(What to produce):
The answer must consist of every line below that contains the word "inbound".

(Stored data):

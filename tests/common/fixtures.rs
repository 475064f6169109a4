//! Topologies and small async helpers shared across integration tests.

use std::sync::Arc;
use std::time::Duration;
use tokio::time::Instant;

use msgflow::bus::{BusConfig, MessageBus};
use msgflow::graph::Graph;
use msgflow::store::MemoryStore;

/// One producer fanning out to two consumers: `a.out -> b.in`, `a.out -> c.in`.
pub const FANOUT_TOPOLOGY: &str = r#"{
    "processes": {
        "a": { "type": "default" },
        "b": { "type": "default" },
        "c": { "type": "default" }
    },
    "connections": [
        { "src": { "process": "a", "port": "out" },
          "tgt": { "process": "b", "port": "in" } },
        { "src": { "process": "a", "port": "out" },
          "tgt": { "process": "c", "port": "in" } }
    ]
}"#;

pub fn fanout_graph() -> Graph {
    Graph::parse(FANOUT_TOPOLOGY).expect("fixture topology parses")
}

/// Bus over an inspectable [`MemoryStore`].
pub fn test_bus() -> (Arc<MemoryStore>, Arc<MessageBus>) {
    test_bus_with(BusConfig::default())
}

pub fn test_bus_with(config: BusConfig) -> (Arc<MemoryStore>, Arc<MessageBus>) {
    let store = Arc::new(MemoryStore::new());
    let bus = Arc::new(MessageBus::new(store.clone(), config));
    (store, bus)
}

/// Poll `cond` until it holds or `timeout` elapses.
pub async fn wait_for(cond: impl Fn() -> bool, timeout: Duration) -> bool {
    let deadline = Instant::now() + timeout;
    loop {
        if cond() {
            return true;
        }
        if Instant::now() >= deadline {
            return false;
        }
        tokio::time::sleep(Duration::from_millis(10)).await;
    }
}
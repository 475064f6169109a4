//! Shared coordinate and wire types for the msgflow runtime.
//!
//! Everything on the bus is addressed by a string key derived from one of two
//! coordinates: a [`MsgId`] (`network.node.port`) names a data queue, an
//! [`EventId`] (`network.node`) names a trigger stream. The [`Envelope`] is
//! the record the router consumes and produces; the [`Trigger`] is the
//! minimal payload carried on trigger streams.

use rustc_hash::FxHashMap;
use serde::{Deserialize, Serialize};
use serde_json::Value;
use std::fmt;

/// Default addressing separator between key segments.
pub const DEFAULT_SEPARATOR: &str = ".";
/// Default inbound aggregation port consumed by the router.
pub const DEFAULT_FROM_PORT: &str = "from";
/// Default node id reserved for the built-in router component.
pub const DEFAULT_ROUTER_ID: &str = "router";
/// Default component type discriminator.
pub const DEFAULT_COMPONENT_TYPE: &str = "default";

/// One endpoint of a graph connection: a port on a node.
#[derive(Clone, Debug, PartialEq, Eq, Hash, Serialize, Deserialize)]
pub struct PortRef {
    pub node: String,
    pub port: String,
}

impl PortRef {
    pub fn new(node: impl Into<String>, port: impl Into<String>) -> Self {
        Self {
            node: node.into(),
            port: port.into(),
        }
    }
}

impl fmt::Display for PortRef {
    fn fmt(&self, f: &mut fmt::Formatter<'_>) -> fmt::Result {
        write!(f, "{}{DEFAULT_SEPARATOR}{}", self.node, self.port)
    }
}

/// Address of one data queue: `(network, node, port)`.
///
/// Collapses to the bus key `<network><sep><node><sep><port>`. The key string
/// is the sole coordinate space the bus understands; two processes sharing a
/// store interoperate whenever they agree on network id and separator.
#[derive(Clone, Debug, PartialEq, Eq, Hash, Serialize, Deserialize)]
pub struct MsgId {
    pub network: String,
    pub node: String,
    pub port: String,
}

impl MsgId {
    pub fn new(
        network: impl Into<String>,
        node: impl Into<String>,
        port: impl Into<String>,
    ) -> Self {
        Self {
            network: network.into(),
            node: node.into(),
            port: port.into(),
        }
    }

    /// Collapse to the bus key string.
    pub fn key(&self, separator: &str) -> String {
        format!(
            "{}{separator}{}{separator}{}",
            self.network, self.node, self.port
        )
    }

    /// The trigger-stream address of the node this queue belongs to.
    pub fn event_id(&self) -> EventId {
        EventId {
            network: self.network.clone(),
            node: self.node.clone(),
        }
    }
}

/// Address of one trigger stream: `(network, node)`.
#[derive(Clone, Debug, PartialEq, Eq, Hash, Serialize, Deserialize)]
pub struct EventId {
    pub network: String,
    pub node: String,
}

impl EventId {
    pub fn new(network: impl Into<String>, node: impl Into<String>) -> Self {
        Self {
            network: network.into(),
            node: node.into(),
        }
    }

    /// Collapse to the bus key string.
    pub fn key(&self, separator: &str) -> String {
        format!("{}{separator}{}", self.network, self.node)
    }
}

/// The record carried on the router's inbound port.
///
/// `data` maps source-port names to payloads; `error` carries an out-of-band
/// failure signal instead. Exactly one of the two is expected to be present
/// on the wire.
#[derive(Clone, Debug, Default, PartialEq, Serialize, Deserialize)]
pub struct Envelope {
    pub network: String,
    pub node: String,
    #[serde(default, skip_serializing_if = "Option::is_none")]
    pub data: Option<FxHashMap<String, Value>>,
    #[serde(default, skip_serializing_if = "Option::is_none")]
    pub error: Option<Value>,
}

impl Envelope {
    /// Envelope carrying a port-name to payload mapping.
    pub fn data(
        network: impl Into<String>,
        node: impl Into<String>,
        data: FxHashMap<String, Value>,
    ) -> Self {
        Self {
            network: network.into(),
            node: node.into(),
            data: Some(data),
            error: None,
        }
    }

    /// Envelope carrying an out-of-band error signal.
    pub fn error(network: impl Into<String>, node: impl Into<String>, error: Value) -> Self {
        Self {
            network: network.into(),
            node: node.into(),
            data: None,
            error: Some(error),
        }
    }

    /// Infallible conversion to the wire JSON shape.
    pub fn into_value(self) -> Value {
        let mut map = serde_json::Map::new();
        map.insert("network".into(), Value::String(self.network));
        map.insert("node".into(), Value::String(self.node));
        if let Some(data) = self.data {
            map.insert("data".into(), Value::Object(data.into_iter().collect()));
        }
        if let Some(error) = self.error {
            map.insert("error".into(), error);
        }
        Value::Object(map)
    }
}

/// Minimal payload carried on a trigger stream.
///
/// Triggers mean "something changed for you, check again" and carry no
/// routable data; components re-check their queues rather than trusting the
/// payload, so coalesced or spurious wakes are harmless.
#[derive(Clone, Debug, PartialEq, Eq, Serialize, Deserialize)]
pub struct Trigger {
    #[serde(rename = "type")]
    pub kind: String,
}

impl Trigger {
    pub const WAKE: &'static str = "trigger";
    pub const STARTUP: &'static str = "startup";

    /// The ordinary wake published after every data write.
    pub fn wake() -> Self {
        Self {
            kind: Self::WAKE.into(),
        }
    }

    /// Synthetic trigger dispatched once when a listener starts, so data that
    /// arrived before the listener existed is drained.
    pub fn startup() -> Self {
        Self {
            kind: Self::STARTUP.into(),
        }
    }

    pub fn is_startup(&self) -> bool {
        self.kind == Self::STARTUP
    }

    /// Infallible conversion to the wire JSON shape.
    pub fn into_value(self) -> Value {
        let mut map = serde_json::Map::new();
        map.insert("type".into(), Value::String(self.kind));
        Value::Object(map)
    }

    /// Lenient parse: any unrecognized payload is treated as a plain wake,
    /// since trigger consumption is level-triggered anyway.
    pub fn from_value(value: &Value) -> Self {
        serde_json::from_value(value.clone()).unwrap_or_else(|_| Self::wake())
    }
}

(Response area):
/// Default inbound aggregation port consumed by the router.
/// The record carried on the router's inbound port.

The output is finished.